Italy is where so many of our garden-making traditions begin. For any garden lover, it's impossible to go to Italy without making time to visit at least one great garden - from Renaissance gems like the villa gardens of Tuscany to the dreamy romanticism of Ninfa and the wild and crazy modernist Tarots Garden.

Italy as a centre for garden design spread throughout Europe, particularly the use of water in giant cascades and innumerable fountains. When contrasted with strict, formal layouts and elegant topiary, Italian gardens are deeply satisfying gardens, with an understated elegance and restfulness that you have to experience to fully appreciate.

Gardens to see and visit in Italy include large baroque villa gardens around the Italian lakes and Rome, formal historic Renaissance gardens, topiary gardens, extraordinary water gardens, and 20th century subtropical gardens in southern Italy and Sicily.

"Italy has fabulous gardens from grand palaces to private villas, in settings from idyllic countryside to the coast and cliffs of the blue Mediterranean. Everywhere you walk through history, art, architecture and culture that will fill many more days than you have. Food and wine? Oh yes. But, ultimately, my heart is with Italy, because Italians are fun. Light-hearted, lots of laughter, ready to charm, they will make you believe Italy is the most wonderful country in the world."

- Helen Young
Tour host, writer, radio presenter & consultant at Helen Young Horticulturist

Garden Travel Guide to Italy

 

Getting there and getting around

Italy has many international airports – Rome, Naples, Pescaria, Perugia, Florence and Pisa in the central zone; Rimini, Forli, Bologna, Parma, Verona, Venice, Trieste, Treviso in the north-east; Brescia, Bergamo, Milan, Turin, Cuneo and Genova in the north-west; Bari, Brindisi and Lamezia Terme in the south; Palermo and Catania on Sicily and Alghero, Olbia and Cagliari on Sardinia.

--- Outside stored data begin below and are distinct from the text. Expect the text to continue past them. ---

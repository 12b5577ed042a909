use std::sync::Arc;

use tokio::sync::Mutex;

/// A thread-safe, mutually exclusive shared component.
pub type Shared<T> = Arc<Mutex<T>>;

/// A generic boxed error type.
pub type AnyError = Box<dyn std::error::Error + Send + Sync>;

/// A convenient Result alias returning `AnyError`.
pub type AnyResult<T> = std::result::Result<T, AnyError>;

/// Strongly typed identifiers.
#[derive(
    Debug, Clone, Copy, PartialEq, Eq, PartialOrd, Ord, Hash, serde::Serialize, serde::Deserialize,
)]
#[serde(transparent)]
pub struct GuildId(pub u64);

impl From<u64> for GuildId {
    fn from(u: u64) -> Self {
        Self(u)
    }
}

impl std::fmt::Display for GuildId {
    fn fmt(&self, f: &mut std::fmt::Formatter<'_>) -> std::fmt::Result {
        write!(f, "{}", self.0)
    }
}

#[derive(
    Debug, Clone, Copy, PartialEq, Eq, PartialOrd, Ord, Hash, serde::Serialize, serde::Deserialize,
)]
#[serde(transparent)]
pub struct UserId(pub u64);

impl From<u64> for UserId {
    fn from(u: u64) -> Self {
        Self(u)
    }
}

impl std::fmt::Display for UserId {
    fn fmt(&self, f: &mut std::fmt::Formatter<'_>) -> std::fmt::Result {
        write!(f, "{}", self.0)
    }
}

/// Voice session id handed out by the main gateway alongside the token.
#[derive(Debug, Clone, PartialEq, Eq, Hash, serde::Serialize, serde::Deserialize)]
#[serde(transparent)]
pub struct SessionId(pub String);

impl From<String> for SessionId {
    fn from(s: String) -> Self {
        Self(s)
    }
}

impl From<&str> for SessionId {
    fn from(s: &str) -> Self {
        Self(s.to_owned())
    }
}

impl std::ops::Deref for SessionId {
    type Target = str;
    fn deref(&self) -> &Self::Target {
        &self.0
    }
}

impl std::fmt::Display for SessionId {
    fn fmt(&self, f: &mut std::fmt::Formatter<'_>) -> std::fmt::Result {
        write!(f, "{}", self.0)
    }
}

Apart from other major European cities, some of the larger airports like Rome have direct flights from Middle Eastern airline hubs in Dubai, Abu Dhabi and Doha (Qatar), as well as direct flights from eastern cities in North America and Asian hubs like Singapore, Shanghai and Tokyo.

There are good high-speed rail connections between Italy’s northern cities, and there are 3 main north-south lines. However visiting gardens is not easy by public transport as many of the most famous gardens surround country villas, and driving or being part of a bus tour will be the only feasible way to see them.

 

Italy climate

Italy’s climate is hot and sunny compared to most of Europe but northern areas and elevated towns near the central Apennine mountain spine can have surprisingly severe winters that are even colder than parts of Scandinavia, including heavy snowfalls. The north also has warm to hot and surprisingly humid summers, with Florence no stranger to day temperatures over 40°C (104°F).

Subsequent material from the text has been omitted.